Life is short. I use Python

The previous portal:

Python crawler (1) : The beginning

(1) Install the basic class library

(2) Getting started with the Basics of Linux

(3) Basic Introduction to Docker

(4) Database foundation

(5) Install the crawler framework

Python Crawler (7) : FUNDAMENTALS of HTTP

Python Crawler (8) : Web basics

Python Crawler (9) : Crawler basics

Python crawler (10) : Session and Cookies

1. Urllib (urllib)

1. Urllib (urllib)

1. Urllib (urllib)

1. Urllib (urllib)

1. Urllib (urllib)

Python Crawler (16) : Urllib practical crawling girl map

(17) Python crawler for basic Requests

(18) : Requests for advanced operations

Python crawler (19) : Xpath basis exercises

Python Crawler (20) : Xpath advanced

Beautiful Soup (Soup)

Beautiful Soup (Soup)

Python Crawler (23) : Introduction to PyQuery, a parsing library

Python Crawler (24) : 2019 Douban Movie Rankings

The introduction

The actual combat of the last article did not use the page element analysis, feel a little regret, but the final movie list is very fragrant, really recommend a look.

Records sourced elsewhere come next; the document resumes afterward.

//! Pool file loading
//!
//! Pools live in a single directory, one `<name>.yml` file per pool. A pool
//! may list `parents` by name; they are looked up in the same directory.

use fuzzing_core::{PoolConfigInput, PoolConfiguration};
use std::collections::BTreeSet;
use std::path::{Path, PathBuf};
use tracing::{debug, info};

use crate::error::{ConfigError, Result};
use crate::read_yaml;

const POOL_EXTENSION: &str = "yml";

/// Directory of pool files
#[derive(Debug, Clone)]
pub struct PoolDirectory {
    root: PathBuf,
}

impl PoolDirectory {
    pub fn new(root: impl Into<PathBuf>) -> Self {
        Self { root: root.into() }
    }

    pub fn root(&self) -> &Path {
        &self.root
    }

    /// Names of every pool in the directory, sorted
    pub fn pool_names(&self) -> Result<Vec<String>> {
        let entries = std::fs::read_dir(&self.root).map_err(|source| ConfigError::Io {
            path: self.root.clone(),
            source,
        })?;

        let mut names = Vec::new();
        for entry in entries {
            let entry = entry.map_err(|source| ConfigError::Io {
                path: self.root.clone(),
                source,
            })?;
            let path = entry.path();
            if path.extension().and_then(|e| e.to_str()) != Some(POOL_EXTENSION) {
                continue;
            }
            if let Some(stem) = path.file_stem().and_then(|s| s.to_str()) {
                names.push(stem.to_string());
            }
        }

        names.sort();
        Ok(names)
    }

    /// Raw definition of a single pool file, parents unresolved
    pub fn load_raw(&self, name: &str) -> Result<PoolConfigInput> {
        if name.is_empty() || name.contains(['/', '\\']) {
            return Err(ConfigError::UnknownPool(name.to_string()));
        }

        let path = self.root.join(format!("{}.{}", name, POOL_EXTENSION));
        if !path.is_file() {
            return Err(ConfigError::UnknownPool(name.to_string()));
        }

        debug!(path = %path.display(), "Reading pool file");
        read_yaml(&path)
    }

    /// Load a pool with its parents resolved and its fields validated
    pub fn load(&self, name: &str) -> Result<PoolConfiguration> {
        let input = PoolConfigInput::resolve(name, |pool| self.load_raw(pool))?;
        let pool = PoolConfiguration::new(name, input)?;
        info!(pool = pool.id.as_str(), tasks = pool.tasks, "Loaded pool");
        Ok(pool)
    }

    /// Names listed as a parent by at least one pool file
    pub fn parent_names(&self) -> Result<BTreeSet<String>> {
        let mut parents = BTreeSet::new();
        for name in self.pool_names()? {
            parents.extend(self.load_raw(&name)?.parents);
        }
        Ok(parents)
    }

    /// Load every pool in the directory
    ///
    /// Files used as a parent only hold shared settings and are not pools
    /// of their own. Stops at the first pool that fails to load.
    pub fn load_all(&self) -> Result<Vec<PoolConfiguration>> {
        let parents = self.parent_names()?;
        self.pool_names()?
            .iter()
            .filter(|name| {
                let is_parent = parents.contains(name.as_str());
                if is_parent {
                    debug!(pool = name.as_str(), "Skipping parent pool file");
                }
                !is_parent
            })
            .map(|name| self.load(name))
            .collect()
    }
}
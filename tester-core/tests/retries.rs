mod common;

use core::cell::RefCell;

use common::ScriptedBench;
use tester_core::capture::{AttemptFailure, TimeCaptureRecorder};
use tester_core::config::{TestTuning, TesterSettings};
use tester_core::kinds::{TestKind, TestPolicy};
use tester_core::monitor::SenseInput;
use tester_core::orchestrator::{Directive, FailureCause, TestOrchestrator, TestVerdict};
use tester_core::telemetry::{TelemetryEventKind, TelemetryRecorder};

fn settings(max_retries: u8, duration_ms: u32) -> TesterSettings {
    TesterSettings {
        tuning: TestTuning {
            min_valid_switch_time_ms: 1,
            max_valid_switch_time_ms: 3_000,
            test_duration_ms: duration_ms,
            max_retries,
            ..TestTuning::default()
        },
        ..TesterSettings::default()
    }
}

#[test]
fn missing_recovery_edge_exhausts_retries() {
    let capture = RefCell::new(TimeCaptureRecorder::new());
    let mut telemetry = TelemetryRecorder::new();
    let mut orchestrator = TestOrchestrator::new(TestKind::SwitchingTime, settings(3, 200));
    // Mains drops on every attempt but the UPS output never comes back.
    let mut bench = ScriptedBench::new(&capture, 0)
        .edge(10, SenseInput::Mains)
        .edge(310, SenseInput::Mains)
        .edge(610, SenseInput::Mains);

    let report = orchestrator
        .run(4_000, 0, &capture, &mut telemetry, &mut bench)
        .expect("run should start");

    assert_eq!(report.verdict, TestVerdict::Failed);
    assert_eq!(report.retries, 3, "retry counter should equal max_retries");
    assert_eq!(report.attempts, 3);
    assert_eq!(report.cause, Some(FailureCause::RetriesExhausted));
    assert_eq!(report.last_failure, Some(AttemptFailure::NoCaptureDetected));

    let recorder = capture.borrow();
    let log = recorder.attempts();
    assert_eq!(log.len(), 3);
    for record in log.iter() {
        assert!(!record.is_valid);
        assert_eq!(record.ended_at_ms, None);
        assert_eq!(record.failure, Some(AttemptFailure::NoCaptureDetected));
    }
    assert_eq!(log.get(0).and_then(|record| record.started_at_ms), Some(10));
    assert!(!recorder.state().capture_running);

    assert_eq!(cut_windows(&telemetry).as_slice(), &[(0, 200), (300, 500), (600, 800)]);
}

/// Power-cut (asserted, released) timestamp pairs, in order.
fn cut_windows(telemetry: &TelemetryRecorder) -> heapless::Vec<(u64, u64), 16> {
    let mut asserted = None;
    let mut windows = heapless::Vec::new();
    for record in telemetry.oldest_first() {
        match record.event {
            TelemetryEventKind::PowerCutAsserted => asserted = Some(record.timestamp_ms),
            TelemetryEventKind::PowerCutReleased => {
                let start = asserted.take().expect("release without assert");
                windows
                    .push((start, record.timestamp_ms))
                    .expect("too many attempts");
            }
            _ => {}
        }
    }
    assert_eq!(asserted, None, "power cut left asserted");
    windows
}

#[test]
fn attempts_never_exceed_retry_bound() {
    for max_retries in 0..=6u8 {
        let capture = RefCell::new(TimeCaptureRecorder::new());
        let mut telemetry = TelemetryRecorder::new();
        let mut orchestrator =
            TestOrchestrator::new(TestKind::SwitchingTime, settings(max_retries, 200));
        let mut bench = ScriptedBench::new(&capture, 0);

        let report = orchestrator
            .run(1_000, 0, &capture, &mut telemetry, &mut bench)
            .expect("run should start");

        assert_eq!(report.verdict, TestVerdict::Failed);
        assert!(
            report.attempts <= max_retries + 1,
            "max_retries={max_retries} produced {} attempts",
            report.attempts
        );
        assert!(report.retries <= max_retries.max(1));
        for (asserted, released) in cut_windows(&telemetry) {
            assert_eq!(
                released - asserted,
                200,
                "max_retries={max_retries} ran a short capture window"
            );
        }
    }
}

#[test]
fn overrunning_windows_exhaust_budget_without_extra_cut() {
    let capture = RefCell::new(TimeCaptureRecorder::new());
    let mut telemetry = TelemetryRecorder::new();
    let mut orchestrator = TestOrchestrator::new(TestKind::SwitchingTime, settings(3, 200));

    orchestrator
        .begin(1_000, 0, &capture, 0)
        .expect("run should start");
    assert_eq!(
        orchestrator.advance(&capture, &mut telemetry, 0),
        Directive::AwaitCapture { until: 200 }
    );

    // Woken 250 ms late: 450 of the 600 ms window budget is gone.
    assert_eq!(
        orchestrator.advance(&capture, &mut telemetry, 450),
        Directive::Delay { until: 550 }
    );
    assert_eq!(
        orchestrator.advance(&capture, &mut telemetry, 550),
        Directive::AwaitCapture { until: 700 }
    );
    assert_eq!(
        orchestrator.advance(&capture, &mut telemetry, 700),
        Directive::Delay { until: 800 }
    );

    let report = match orchestrator.advance(&capture, &mut telemetry, 800) {
        Directive::Finished(report) => report,
        other => panic!("unexpected directive: {other:?}"),
    };
    assert_eq!(report.verdict, TestVerdict::Failed);
    assert_eq!(report.cause, Some(FailureCause::BudgetElapsed));
    assert_eq!(report.attempts, 2);
    assert_eq!(report.retries, 2);
    assert_eq!(cut_windows(&telemetry).as_slice(), &[(0, 450), (550, 700)]);
}

#[test]
fn out_of_range_capture_on_spent_budget_fails_without_cut() {
    let mut config = settings(3, 200);
    config.tuning.max_valid_switch_time_ms = 500;

    let capture = RefCell::new(TimeCaptureRecorder::new());
    let mut telemetry = TelemetryRecorder::new();
    let mut orchestrator = TestOrchestrator::new(TestKind::SwitchingTime, config);

    orchestrator
        .begin(1_000, 0, &capture, 0)
        .expect("run should start");
    orchestrator.advance(&capture, &mut telemetry, 0);

    // Capture lands exactly as a very late wake spends the whole budget.
    capture.borrow_mut().on_power_loss(0);
    capture.borrow_mut().on_power_restore(600);
    assert_eq!(
        orchestrator.advance(&capture, &mut telemetry, 600),
        Directive::Delay { until: 700 }
    );

    let report = match orchestrator.advance(&capture, &mut telemetry, 700) {
        Directive::Finished(report) => report,
        other => panic!("unexpected directive: {other:?}"),
    };
    assert_eq!(report.cause, Some(FailureCause::BudgetElapsed));
    assert_eq!(report.last_failure, Some(AttemptFailure::OutOfRangeSwitchTime));
    assert_eq!(report.attempts, 1);
    assert_eq!(cut_windows(&telemetry).as_slice(), &[(0, 600)]);
}

#[test]
fn loss_without_recovery_is_not_a_zero_switch_time() {
    let mut config = settings(1, 300);
    config.tuning.min_valid_switch_time_ms = 0;

    let capture = RefCell::new(TimeCaptureRecorder::new());
    let mut telemetry = TelemetryRecorder::new();
    let mut orchestrator = TestOrchestrator::new(TestKind::SwitchingTime, config);
    let mut bench = ScriptedBench::new(&capture, 0).edge(20, SenseInput::Mains);

    let report = orchestrator
        .run(1_000, 0, &capture, &mut telemetry, &mut bench)
        .expect("run should start");

    assert_eq!(report.verdict, TestVerdict::Failed);
    assert_eq!(report.last_failure, Some(AttemptFailure::NoCaptureDetected));
    let record = capture.borrow().attempts().latest().copied().expect("record missing");
    assert_eq!(record.switch_time_ms(), None);
    assert!(!record.is_valid);
}

#[test]
fn recorded_attempts_respect_ordering_and_window() {
    let mut config = settings(4, 2_000);
    config.tuning.max_valid_switch_time_ms = 1_000;
    let window = TestKind::SwitchingTime.acceptance_window(&config.tuning);

    let capture = RefCell::new(TimeCaptureRecorder::new());
    let mut telemetry = TelemetryRecorder::new();
    let mut orchestrator = TestOrchestrator::new(TestKind::SwitchingTime, config);
    // Out of range, then a same-tick restore (0 ms, below minimum), then valid.
    let mut bench = ScriptedBench::new(&capture, 0)
        .edge(100, SenseInput::Mains)
        .edge(1_900, SenseInput::Ups)
        .edge(2_500, SenseInput::Mains)
        .edge(2_500, SenseInput::Ups)
        .edge(3_000, SenseInput::Mains)
        .edge(3_070, SenseInput::Ups);

    let report = orchestrator
        .run(3_000, 0, &capture, &mut telemetry, &mut bench)
        .expect("run should start");
    assert_eq!(report.verdict, TestVerdict::Passed);
    assert_eq!(report.measured_ms, Some(70));
    assert_eq!(report.attempts, 3);

    let recorder = capture.borrow();
    for record in recorder.attempts().iter() {
        if let (Some(start), Some(end)) = (record.started_at_ms, record.ended_at_ms) {
            assert!(end >= start, "end {end} precedes start {start}");
        }
        if record.is_valid {
            let elapsed = record.switch_time_ms().expect("valid record without timestamps");
            assert!(window.contains(elapsed));
        }
    }
}
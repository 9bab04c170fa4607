//! STM32G0 bench wiring.
//!
//! | Signal        | Pin  | Peripheral |
//! |---------------|------|------------|
//! | Mains sense   | PA0  | EXTI0      |
//! | UPS sense     | PA1  | EXTI1      |
//! | Load PWM      | PA6  | TIM3_CH1   |
//! | Bank 1..4     | PA8, PA9, PA10, PA15 | GPIO |
//! | Power cut     | PB3  | GPIO       |
//! | Test end      | PB4  | GPIO       |

#![cfg(target_os = "none")]

use core::cell::RefCell;

use embassy_stm32::gpio::Output;
use embassy_stm32::peripherals::TIM3;
use embassy_stm32::time::Hertz;
use embassy_stm32::timer::simple_pwm::SimplePwm;
use tester_core::config::HardwareSettings;
use tester_core::lifecycle::{HardwareFault, HardwareSetup};
use tester_core::load::{BANK_COUNT, LoadBankDriver, PWM_FULL_SCALE};
use tester_core::monitor::InterruptProfile;
use tester_core::orchestrator::TestSignalDriver;

use crate::monitor::EdgeLine;

/// Duty resolution the TIM3 channel is driven at.
pub const PWM_RESOLUTION_BITS: u8 = 8;

/// TIM3 PWM stage plus the bank enable outputs.
pub struct HardwareLoadBanks<'d> {
    pwm: SimplePwm<'d, TIM3>,
    banks: [Output<'d>; BANK_COUNT],
}

impl<'d> HardwareLoadBanks<'d> {
    pub fn new(pwm: SimplePwm<'d, TIM3>, banks: [Output<'d>; BANK_COUNT]) -> Self {
        Self { pwm, banks }
    }

    pub fn pwm_mut(&mut self) -> &mut SimplePwm<'d, TIM3> {
        &mut self.pwm
    }
}

impl LoadBankDriver for HardwareLoadBanks<'_> {
    fn write_pwm(&mut self, value: u8) {
        self.pwm
            .ch1()
            .set_duty_cycle_fraction(u16::from(value), u16::from(PWM_FULL_SCALE));
    }

    fn set_bank(&mut self, index: usize, enabled: bool) {
        if let Some(output) = self.banks.get_mut(index) {
            if enabled {
                output.set_high();
            } else {
                output.set_low();
            }
        }
    }
}

/// Active-high power-cut relay and test-end outputs.
pub struct HardwareTestSignals<'d> {
    power_cut: Output<'d>,
    test_end: Output<'d>,
}

impl<'d> HardwareTestSignals<'d> {
    pub fn new(power_cut: Output<'d>, test_end: Output<'d>) -> Self {
        Self {
            power_cut,
            test_end,
        }
    }
}

impl TestSignalDriver for HardwareTestSignals<'_> {
    fn set_power_cut(&mut self, asserted: bool) {
        if asserted {
            self.power_cut.set_high();
        } else {
            self.power_cut.set_low();
        }
    }

    fn set_test_end(&mut self, asserted: bool) {
        if asserted {
            self.test_end.set_high();
        } else {
            self.test_end.set_low();
        }
    }
}

/// Load banks parked here between bring-up and the orchestrator launch.
pub type StagedLoadBanks<'d> = RefCell<Option<HardwareLoadBanks<'d>>>;

/// Applies bench settings to the PWM stage and both edge lines.
pub struct BenchSetup<'a, 'd> {
    loads: &'a StagedLoadBanks<'d>,
    mains: &'a EdgeLine,
    ups: &'a EdgeLine,
}

impl<'a, 'd> BenchSetup<'a, 'd> {
    pub fn new(loads: &'a StagedLoadBanks<'d>, mains: &'a EdgeLine, ups: &'a EdgeLine) -> Self {
        Self { loads, mains, ups }
    }
}

impl HardwareSetup for BenchSetup<'_, '_> {
    fn configure(
        &mut self,
        hardware: &HardwareSettings,
        profile: InterruptProfile,
    ) -> Result<(), HardwareFault> {
        if hardware.pwm_resolution_bits != PWM_RESOLUTION_BITS || hardware.pwm_frequency_hz == 0 {
            return Err(HardwareFault::Pwm);
        }

        let mut staged = self.loads.borrow_mut();
        let loads = staged.as_mut().ok_or(HardwareFault::LoadOutput)?;
        let pwm = loads.pwm_mut();
        pwm.set_frequency(Hertz(hardware.pwm_frequency_hz));
        pwm.ch1().set_duty_cycle_fully_off();
        pwm.ch1().enable();

        for line in [self.mains, self.ups] {
            line.configure(hardware.debounce_window_ms, profile.edge_for(line.input()));
        }
        Ok(())
    }
}
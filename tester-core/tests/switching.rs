mod common;

use core::cell::RefCell;

use common::ScriptedBench;
use tester_core::capture::{AttemptFailure, TimeCaptureRecorder};
use tester_core::config::{TestTuning, TesterSettings};
use tester_core::kinds::{TestKind, TestPolicy};
use tester_core::load::LoadPercentage;
use tester_core::monitor::SenseInput;
use tester_core::orchestrator::{FailureCause, TestOrchestrator, TestVerdict};
use tester_core::telemetry::{TelemetryEventKind, TelemetryRecorder};

fn switching_settings() -> TesterSettings {
    TesterSettings {
        tuning: TestTuning {
            min_valid_switch_time_ms: 1,
            max_valid_switch_time_ms: 3_000,
            ..TestTuning::default()
        },
        ..TesterSettings::default()
    }
}

#[test]
fn switching_time_within_window_passes_on_first_attempt() {
    let capture = RefCell::new(TimeCaptureRecorder::new());
    let mut telemetry = TelemetryRecorder::new();
    let mut orchestrator = TestOrchestrator::new(TestKind::SwitchingTime, switching_settings());
    let mut bench = ScriptedBench::new(&capture, 0)
        .edge(1_000, SenseInput::Mains)
        .edge(1_025, SenseInput::Ups);

    let report = orchestrator
        .run(4_000, 0, &capture, &mut telemetry, &mut bench)
        .expect("run should start");

    assert_eq!(report.verdict, TestVerdict::Passed);
    assert_eq!(report.measured_ms, Some(25));
    assert_eq!(report.attempts, 1);
    assert_eq!(report.retries, 0);
    assert_eq!(report.cause, None);
    assert_eq!(report.load.bank_count, 4);

    let recorder = capture.borrow();
    let log = recorder.attempts();
    assert_eq!(log.len(), 1, "exactly one attempt should be recorded");
    let record = log.latest().expect("attempt record missing");
    assert_eq!(record.started_at_ms, Some(1_000));
    assert_eq!(record.ended_at_ms, Some(1_025));
    assert_eq!(record.switch_time_ms(), Some(25));
    assert!(record.is_valid);
    assert_eq!(record.sequence_number, Some(1));
    assert_eq!(record.load, LoadPercentage::P100);
}

#[test]
fn out_of_range_capture_takes_retry_path() {
    let capture = RefCell::new(TimeCaptureRecorder::new());
    let mut telemetry = TelemetryRecorder::new();
    let mut orchestrator = TestOrchestrator::new(TestKind::SwitchingTime, switching_settings());
    let mut bench = ScriptedBench::new(&capture, 0)
        .edge(0, SenseInput::Mains)
        .edge(5_000, SenseInput::Ups)
        .edge(6_000, SenseInput::Mains)
        .edge(6_020, SenseInput::Ups);

    let report = orchestrator
        .run(2_000, 0, &capture, &mut telemetry, &mut bench)
        .expect("run should start");

    assert_eq!(report.verdict, TestVerdict::Passed);
    assert_eq!(report.attempts, 2);
    assert_eq!(report.retries, 1);
    assert_eq!(report.measured_ms, Some(20));

    let recorder = capture.borrow();
    let log = recorder.attempts();
    let first = log.get(0).expect("first attempt missing");
    assert_eq!(first.switch_time_ms(), Some(5_000));
    assert!(!first.is_valid);
    assert_eq!(first.failure, Some(AttemptFailure::OutOfRangeSwitchTime));

    let second = log.get(1).expect("second attempt missing");
    assert!(second.is_valid);
    assert_eq!(second.sequence_number, Some(2));

    let rejected = telemetry
        .oldest_first()
        .filter(|record| {
            record.event
                == TelemetryEventKind::AttemptRejected(AttemptFailure::OutOfRangeSwitchTime)
        })
        .count();
    assert_eq!(rejected, 1);
}

#[test]
fn recovery_edge_before_loss_is_ignored() {
    let capture = RefCell::new(TimeCaptureRecorder::new());
    let mut telemetry = TelemetryRecorder::new();
    let mut orchestrator = TestOrchestrator::new(TestKind::SwitchingTime, switching_settings());
    let mut bench = ScriptedBench::new(&capture, 0)
        .edge(5, SenseInput::Ups)
        .edge(400, SenseInput::Mains)
        .edge(450, SenseInput::Ups);

    let report = orchestrator
        .run(1_000, 0, &capture, &mut telemetry, &mut bench)
        .expect("run should start");

    assert_eq!(report.verdict, TestVerdict::Passed);
    assert_eq!(report.measured_ms, Some(50));

    let recorder = capture.borrow();
    assert_eq!(recorder.spurious().power_restore, 1);
    let record = recorder.attempts().latest().copied().expect("record missing");
    assert_eq!(record.started_at_ms, Some(400));
    assert_eq!(record.ended_at_ms, Some(450));
}

#[test]
fn bouncing_edges_produce_single_boundaries() {
    let capture = RefCell::new(TimeCaptureRecorder::new());
    let mut telemetry = TelemetryRecorder::new();
    let mut orchestrator = TestOrchestrator::new(TestKind::SwitchingTime, switching_settings());
    let mut bench = ScriptedBench::new(&capture, 0)
        .edge(100, SenseInput::Mains)
        .edge(130, SenseInput::Mains)
        .edge(160, SenseInput::Mains)
        .edge(180, SenseInput::Ups)
        .edge(190, SenseInput::Ups);

    let report = orchestrator
        .run(3_000, 0, &capture, &mut telemetry, &mut bench)
        .expect("run should start");

    assert_eq!(report.measured_ms, Some(80));
    assert_eq!(bench.mains.stats().accepted, 1);
    assert_eq!(bench.mains.stats().suppressed, 2);
    assert_eq!(bench.ups.stats().accepted, 1);
    assert_eq!(bench.ups.stats().suppressed, 1);
    assert_eq!(capture.borrow().spurious().power_loss, 0);
}

#[test]
fn backup_time_measures_loss_to_shutdown() {
    let mut settings = switching_settings();
    settings.tuning.min_valid_backup_time_ms = 60_000;
    settings.tuning.max_valid_backup_time_ms = 600_000;

    let capture = RefCell::new(TimeCaptureRecorder::new());
    let mut telemetry = TelemetryRecorder::new();
    let mut orchestrator = TestOrchestrator::new(TestKind::BackupTime, settings);
    let mut bench = ScriptedBench::new(&capture, 0)
        .edge(50, SenseInput::Mains)
        .edge(90_050, SenseInput::Ups);

    let report = orchestrator
        .run(2_500, 120_000, &capture, &mut telemetry, &mut bench)
        .expect("run should start");

    assert_eq!(report.kind, TestKind::BackupTime);
    assert_eq!(report.verdict, TestVerdict::Passed);
    assert_eq!(report.measured_ms, Some(90_000));
    assert_eq!(report.load.bank_count, 3);
    assert!(
        TestKind::BackupTime
            .acceptance_window(&settings.tuning)
            .contains(90_000)
    );
}

#[test]
fn orchestrator_is_reusable_after_failure() {
    let mut settings = switching_settings();
    settings.tuning.max_retries = 1;

    let capture = RefCell::new(TimeCaptureRecorder::new());
    let mut telemetry = TelemetryRecorder::new();
    let mut orchestrator = TestOrchestrator::new(TestKind::SwitchingTime, settings);

    let mut silent = ScriptedBench::new(&capture, 0);
    let failed = orchestrator
        .run(500, 300, &capture, &mut telemetry, &mut silent)
        .expect("first run should start");
    assert_eq!(failed.verdict, TestVerdict::Failed);
    assert_eq!(failed.cause, Some(FailureCause::RetriesExhausted));

    let start = failed.finished_at_ms;
    let mut bench = ScriptedBench::new(&capture, start)
        .edge(start + 20, SenseInput::Mains)
        .edge(start + 32, SenseInput::Ups);
    let passed = orchestrator
        .run(500, 300, &capture, &mut telemetry, &mut bench)
        .expect("second run should start");

    assert_eq!(passed.verdict, TestVerdict::Passed);
    assert_eq!(passed.measured_ms, Some(12));
    assert_eq!(capture.borrow().attempts().len(), 2);
}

This topic is to write a good code to write the article, absolutely can use the page element analysis, and also need to have a certain analysis of the site’s data loading, in order to get the final data, and xiaobian to find the two data sources without IP access restrictions, quality assurance, is absolutely the best choice for small white practice.

For the record: this article is for study purposes only.

Analysis of the

Must first take stock data, must want to know what are the stock first, here small make up found a website, this website has stock code list: https://hq.gucheng.com/gpdmylb.html.

Open Chrome developer mode and select the ticker symbols one by one. The specific process xiaobian will not be posted, students to achieve their own.

We can store all the ticker symbols in one list. All that’s left is to find a website and loop around to get the data for each stock.

Small make up this site has been found, is a straight flush, link: http://stockpage.10jqka.com.cn/000001/.

I think you smart students have found that 000001 in this link is the stock symbol.

All we need to do is splice the link together, and we’ll be able to keep getting the data we want.

In actual combat

First of all, let’s introduce the request library and resolution library that we will use in this exercise: Requests and PyQuery. The data store will eventually land in Mysql.

Gets a list of stock symbols

The first step is to build the ticker list. Let’s define a method:

def get_stock_list(stockListURL): R = request.get (stockListURL, headers = headers) doc = PyQuery(R.ext) list = [] # For I in doc('.stocktable a').items(): try: href = i.atr. href list.append(re.findall(r"\d{6}", href)[0]) except: Continue list = [item.lower() for item in listCopy the code

The above link as parameters passed, you can run under the results, xiaobian here do not post the results, a little long…

Get detailed data

The detailed data looks like it’s on the page, but, in fact, it’s not on the page where the data is actually retrieved. It’s on a data interface.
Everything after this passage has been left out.